The two districts had a common fraternal tie: Miami-Dade School Board member Renier Díaz de la Portilla was running against Díaz, and his brother, former state Sen. Alex Díaz de la Portilla, was running in 112.
Both brothers have denied involvement in any fraud and so has Alex Díaz de la Portilla’s opponent, former state Rep. Gus Barreiro.
Professor Smith noted that the fraudsters appeared to coordinate their requests in the two House races, switching back and forth between requesting batches of absentee ballots. There was no overlap in the timing of the requests.
“Someone was either trying to help or hurt the Díaz de la Portillas,” Smith concluded.
Smith’s analysis also showed the Republican voters in the House districts were higher-propensity voters than the Democratic voters targeted in the congressional race of Garcia.
Ultimately, only 18 percent of the Democrats cast ballots during that election and the voters were relatively young.

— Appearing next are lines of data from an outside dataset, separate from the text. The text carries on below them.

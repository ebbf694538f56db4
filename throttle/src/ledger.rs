// Copyright (c) 2024 Botho Foundation

//! Read-only ledger lookups consulted while computing derived costs.

use crate::entity::{AccountId, AccountRef, TokenId};
use std::collections::{HashMap, HashSet};

/// Read-only view of the ledger state a decision may consult.
///
/// Implementations are shared between orchestrators and must not change
/// while a decision is in flight.
pub trait LedgerView {
    /// The account number an alias resolves to in the given shard and realm.
    fn account_num_by_alias(&self, shard: u64, realm: u64, alias: &[u8]) -> Option<u64>;

    /// Whether an account already has a relationship with a token.
    fn has_token_relation(&self, account: &AccountId, token: &TokenId) -> bool;

    /// Number of token associations of an account, or `None` if it does
    /// not exist.
    fn num_associations(&self, account: &AccountId) -> Option<u64>;

    /// Number of scheduled transactions set to expire in a consensus second.
    fn num_schedules_expiring_at(&self, second: i64) -> u64;

    /// Whether an alias already resolves to an account.
    fn contains_alias(&self, shard: u64, realm: u64, alias: &[u8]) -> bool {
        self.account_num_by_alias(shard, realm, alias).is_some()
    }
}

/// A [`LedgerView`] backed by in-memory maps.
#[derive(Debug, Clone, Default)]
pub struct InMemoryLedger {
    aliases: HashMap<(u64, u64, Vec<u8>), u64>,
    accounts: HashMap<(u64, u64, u64), u64>,
    relations: HashSet<(AccountId, TokenId)>,
    schedules: HashMap<i64, u64>,
}

impl InMemoryLedger {
    /// An empty ledger.
    pub fn new() -> Self {
        Self::default()
    }

    /// Register an account with its association count.
    pub fn with_account(mut self, num: u64, associations: u64) -> Self {
        self.accounts.insert((0, 0, num), associations);
        self
    }

    /// Register an alias for an account in shard 0, realm 0.
    pub fn with_alias(mut self, alias: impl Into<Vec<u8>>, num: u64) -> Self {
        self.aliases.insert((0, 0, alias.into()), num);
        self.accounts.entry((0, 0, num)).or_insert(0);
        self
    }

    /// Register a token relationship.
    pub fn with_relation(mut self, account: AccountId, token: TokenId) -> Self {
        self.relations.insert((account, token));
        self
    }

    /// Set the number of schedules expiring in a second.
    pub fn with_schedules_expiring_at(mut self, second: i64, count: u64) -> Self {
        self.schedules.insert(second, count);
        self
    }

    fn resolve(&self, account: &AccountId) -> Option<u64> {
        match account.alias_bytes() {
            Some(alias) => self.account_num_by_alias(account.shard, account.realm, alias),
            None => account.account_num(),
        }
    }
}

impl LedgerView for InMemoryLedger {
    fn account_num_by_alias(&self, shard: u64, realm: u64, alias: &[u8]) -> Option<u64> {
        self.aliases.get(&(shard, realm, alias.to_vec())).copied()
    }

    fn has_token_relation(&self, account: &AccountId, token: &TokenId) -> bool {
        if self.relations.contains(&(account.clone(), *token)) {
            return true;
        }
        // Relations are keyed by number, so look aliases up through their account
        match (account.is_alias(), self.resolve(account)) {
            (true, Some(num)) => {
                let by_num = AccountId {
                    shard: account.shard,
                    realm: account.realm,
                    account: AccountRef::Num(num),
                };
                self.relations.contains(&(by_num, *token))
            }
            _ => false,
        }
    }

    fn num_associations(&self, account: &AccountId) -> Option<u64> {
        let num = self.resolve(account)?;
        self.accounts
            .get(&(account.shard, account.realm, num))
            .copied()
    }

    fn num_schedules_expiring_at(&self, second: i64) -> u64 {
        self.schedules.get(&second).copied().unwrap_or(0)
    }
}

#[cfg(test)]
mod tests {
    use super::*;

    #[test]
    fn test_alias_resolution() {
        let ledger = InMemoryLedger::new().with_alias(vec![0xaa; 20], 1001);
        assert_eq!(ledger.account_num_by_alias(0, 0, &[0xaa; 20]), Some(1001));
        assert!(ledger.contains_alias(0, 0, &[0xaa; 20]));
        assert!(!ledger.contains_alias(0, 1, &[0xaa; 20]));
        assert!(!ledger.contains_alias(0, 0, &[0xbb; 20]));
    }

    #[test]
    fn test_relations_through_alias() {
        let token = TokenId::num(5000);
        let ledger = InMemoryLedger::new()
            .with_alias(vec![0xaa; 20], 1001)
            .with_relation(AccountId::num(1001), token);
        assert!(ledger.has_token_relation(&AccountId::num(1001), &token));
        assert!(ledger.has_token_relation(&AccountId::alias(vec![0xaa; 20]), &token));
        assert!(!ledger.has_token_relation(&AccountId::num(1002), &token));
    }

    #[test]
    fn test_associations_and_schedules() {
        let ledger = InMemoryLedger::new()
            .with_account(1001, 12)
            .with_schedules_expiring_at(1_800, 3);
        assert_eq!(ledger.num_associations(&AccountId::num(1001)), Some(12));
        assert_eq!(ledger.num_associations(&AccountId::num(1002)), None);
        assert_eq!(ledger.num_schedules_expiring_at(1_800), 3);
        assert_eq!(ledger.num_schedules_expiring_at(1_801), 0);
    }
}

But about 38 percent of the Republicans in the House races cast ballots during that election. These voters were relatively elderly.
Smith said the fraud in the Republican races made more sense because higher-propensity voters are a good bet to spend time targeting. The low-frequency voters in the Democratic race were more of a waste of time — unless the fraudsters were simply trying to expand the pool of typical voters.
In the Republican races, the ballots were requested by computers that used foreign IP addresses, making it all but impossible for Miami-Dade prosecutors to track them down. The IP addresses were registered in India and the United Kingdom, and investigators stopped examining the case in August.
But in Garcia’s Democratic primary, they used local computers.
After a Miami Herald story in February revealed that no attempt had been made to trace the local computers, investigators reopened the case.
On May 31, they raided three locations associated with Joe Garcia’s spokesman, Sopo, and John Estes, his former campaign manager. Investigators seized computers.
Later the same day, Joe Garcia fired Jeffrey Garcia.
“I didn’t know any of this was happening and when I found out, I fixed it,” Joe Garcia said. “But there are serious problems with absentee ballots in our election system, and that should be fixed, too.”